In this paper, the method which improves the performance of a serial decimal multiplier, and the method which operates multiple-digit simultaneously are proposed. The proposed serial decimal multiplier reduces the delay by removing encoding module that generates 2X, 4X multiples, and by generating partial product using shift operation. Also, this multiplier reduces the number of operations using multiple-digit operation. In order to estimate the performance of the proposed multiplier, we synthesized the proposed multiplier with design compiler with SMIC 110nm CMOS library. Synthesis results show that the area of the proposed serial decimal multiplier is increased by 4%, but the delay is reduced by 5% compared to existing serial decimal multiplier. In addition, the trade off between area and latency with respect to the number of concurrent operations in the proposed multiple-digit multiplier is confirmed.

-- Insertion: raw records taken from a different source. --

//! Unified filesystem error model shared by the dispatch façade and every adapter.
//! The taxonomy is closed: adapters translate backend-native failures into one of
//! these variants at the boundary rather than leaking their own shapes.

use thiserror::Error;

use crate::adapter::Operation;

/// Coarse error class, for callers that branch on kind without matching
/// individual variants.
#[derive(Debug, Clone, Copy, PartialEq, Eq, Hash)]
pub enum ErrorClass {
    Invalid,
    NotFound,
    Forbidden,
    Adapter,
    Unknown,
}

#[derive(Debug, Error)]
pub enum FsError {
    // Invalid ---------------------------------------------------------------
    #[error("path escapes the filesystem root: {attempted_path}")]
    PathTraversal { attempted_path: String },
    #[error("absolute paths are not accepted: {absolute_path}")]
    AbsolutePath { absolute_path: String },
    #[error("invalid path {path}: {reason}")]
    InvalidPath { path: String, reason: String },

    // NotFound --------------------------------------------------------------
    #[error("file not found: {file_path}")]
    FileNotFound { file_path: String },
    #[error("directory not found: {dir_path}")]
    DirectoryNotFound { dir_path: String },

    // Forbidden -------------------------------------------------------------
    #[error("permission denied for {operation} on {target_path}")]
    PermissionDenied {
        target_path: String,
        operation: Operation,
    },
    #[error("directory not empty: {dir_path}")]
    DirectoryNotEmpty { dir_path: String },
    #[error("not a directory: {path}")]
    NotDirectory { path: String },

    // Adapter ---------------------------------------------------------------
    #[error("adapter {adapter} failed: {reason}")]
    AdapterError { adapter: String, reason: String },
    #[error("operation {operation} is not supported by adapter {adapter}")]
    UnsupportedOperation {
        operation: Operation,
        adapter: String,
    },

    // Unknown ---------------------------------------------------------------
    #[error("unknown filesystem error: {message}")]
    Unknown {
        message: String,
        #[source]
        source: Option<Box<dyn std::error::Error + Send + Sync>>,
    },
}

impl FsError {
    pub fn class(&self) -> ErrorClass {
        match self {
            FsError::PathTraversal { .. }
            | FsError::AbsolutePath { .. }
            | FsError::InvalidPath { .. } => ErrorClass::Invalid,
            FsError::FileNotFound { .. } | FsError::DirectoryNotFound { .. } => {
                ErrorClass::NotFound
            }
            FsError::PermissionDenied { .. }
            | FsError::DirectoryNotEmpty { .. }
            | FsError::NotDirectory { .. } => ErrorClass::Forbidden,
            FsError::AdapterError { .. } | FsError::UnsupportedOperation { .. } => {
                ErrorClass::Adapter
            }
            FsError::Unknown { .. } => ErrorClass::Unknown,
        }
    }

    pub fn file_not_found<S: Into<String>>(path: S) -> Self {
        FsError::FileNotFound { file_path: path.into() }
    }

    pub fn directory_not_found<S: Into<String>>(path: S) -> Self {
        FsError::DirectoryNotFound { dir_path: path.into() }
    }

    pub fn adapter<A: Into<String>, R: Into<String>>(adapter: A, reason: R) -> Self {
        FsError::AdapterError { adapter: adapter.into(), reason: reason.into() }
    }

    pub fn unsupported<A: Into<String>>(operation: Operation, adapter: A) -> Self {
        FsError::UnsupportedOperation { operation, adapter: adapter.into() }
    }

    /// Last-resort wrapper preserving the underlying cause for diagnostics.
    pub fn unknown<E>(message: impl Into<String>, source: E) -> Self
    where
        E: std::error::Error + Send + Sync + 'static,
    {
        FsError::Unknown { message: message.into(), source: Some(Box::new(source)) }
    }

    pub fn is_not_found(&self) -> bool {
        self.class() == ErrorClass::NotFound
    }
}

/// Boundary mapping for adapters doing raw I/O: OS error codes fold into the
/// taxonomy; anything without a closer match becomes `Unknown`.
impl From<std::io::Error> for FsError {
    fn from(e: std::io::Error) -> Self {
        use std::io::ErrorKind;
        match e.kind() {
            ErrorKind::NotFound => FsError::FileNotFound { file_path: String::new() },
            ErrorKind::PermissionDenied => FsError::PermissionDenied {
                target_path: String::new(),
                operation: Operation::Access,
            },
            _ => FsError::Unknown { message: e.to_string(), source: Some(Box::new(e)) },
        }
    }
}

pub type FsResult<T> = Result<T, FsError>;

#[cfg(test)]
#[path = "error_tests.rs"]
mod error_tests;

본 논문에서는 직렬 십진 곱셈기의 성능을 향상시키는 방안을 제안하고 다중 digit을 동시에 연산하는 방안을 제안한다. 제안하는 직렬 십진 곱셈기는 부분 곱 생성단계의 2배수, 4배수를 생성하기 위한 인코딩 모듈을 없애고 쉬프트 연산만으로 부분 곱을 생성해 지연시간을 감소시킨다. 또한 다중 digit 연산을 이용해 연산의 횟수를 줄인다. 제안하는 직렬 십진 곱셈기의 성능을 평가하기 위해서 Synopsys사의 Design Compiler를 이용하여 SMIC사의 110nm CMOS 공정 라이브러리로 합성하였다. 그 결과 제안한 곱셈기는 기존의 직렬 십진 곱셈기와 비교해 전체 면적은 4% 증가하였지만, 전체 지연시간은 5% 감소함을 보였다. 또한 동시 연산 수가 증가함에 따른 제안한 다중 digit 곱셈기의 면적과 지연시간의 trade-off를 확인하였다.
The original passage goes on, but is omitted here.